++++ The data
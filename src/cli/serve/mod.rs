//! Serve command - runs the advisory HTTP service

use std::net::SocketAddr;

use tokio::net::TcpListener;
use tokio::signal;
use tracing::{error, info};

use crate::config::AppConfig;
use crate::infrastructure::logging;

pub async fn run() -> anyhow::Result<()> {
    dotenvy::dotenv().ok();

    let config = AppConfig::load()?;
    init_logging(&config);

    let state = match crate::create_app_state_with_config(&config).await {
        Ok(state) => state,
        Err(e) => {
            error!(error = %e, "Service cannot start");
            return Err(e);
        }
    };
    let app = crate::api::create_router_with_state(state);

    let addr = build_socket_addr(&config)?;
    info!("Starting server on {}", addr);

    let listener = TcpListener::bind(addr).await?;

    axum::serve(listener, app.into_make_service_with_connect_info::<SocketAddr>())
        .with_graceful_shutdown(shutdown_signal())
        .await?;

    info!("Server shutdown complete");

    Ok(())
}

pub(crate) fn init_logging(config: &AppConfig) {
    logging::init_logging(&logging::LoggingConfig {
        level: config.logging.level.clone(),
        format: config.logging.format.clone(),
    });
}

async fn shutdown_signal() {
    let ctrl_c = async {
        if let Err(e) = signal::ctrl_c().await {
            error!(error = %e, "Failed to listen for Ctrl+C");
            std::future::pending::<()>().await;
        }
    };

    #[cfg(unix)]
    let terminate = async {
        match signal::unix::signal(signal::unix::SignalKind::terminate()) {
            Ok(mut sigterm) => {
                sigterm.recv().await;
            }
            Err(e) => {
                error!(error = %e, "Failed to install SIGTERM handler");
                std::future::pending::<()>().await;
            }
        }
    };

    #[cfg(not(unix))]
    let terminate = std::future::pending::<()>();

    tokio::select! {
        _ = ctrl_c => {
            info!("Received Ctrl+C, initiating graceful shutdown");
        }
        _ = terminate => {
            info!("Received SIGTERM, initiating graceful shutdown");
        }
    }
}

fn build_socket_addr(config: &AppConfig) -> anyhow::Result<SocketAddr> {
    Ok(SocketAddr::from((
        config.server.host.parse::<std::net::IpAddr>()?,
        config.server.port,
    )))
}

#[cfg(test)]
mod tests {
    use super::*;

    #[test]
    fn test_build_socket_addr() {
        let mut config = AppConfig::default();
        config.server.host = "127.0.0.1".to_string();
        config.server.port = 9090;

        assert_eq!(build_socket_addr(&config).unwrap().to_string(), "127.0.0.1:9090");
    }

    #[test]
    fn test_build_socket_addr_rejects_hostname() {
        let mut config = AppConfig::default();
        config.server.host = "localhost".to_string();
        assert!(build_socket_addr(&config).is_err());
    }
}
++++++++
» **Task to carry out**: Which lines above include "error"? Show each of them by copying it.

» **Answer section**:
use tracing::{error, info};
            error!(error = %e, "Service cannot start");
            error!(error = %e, "Failed to listen for Ctrl+C");
                error!(error = %e, "Failed to install SIGTERM handler");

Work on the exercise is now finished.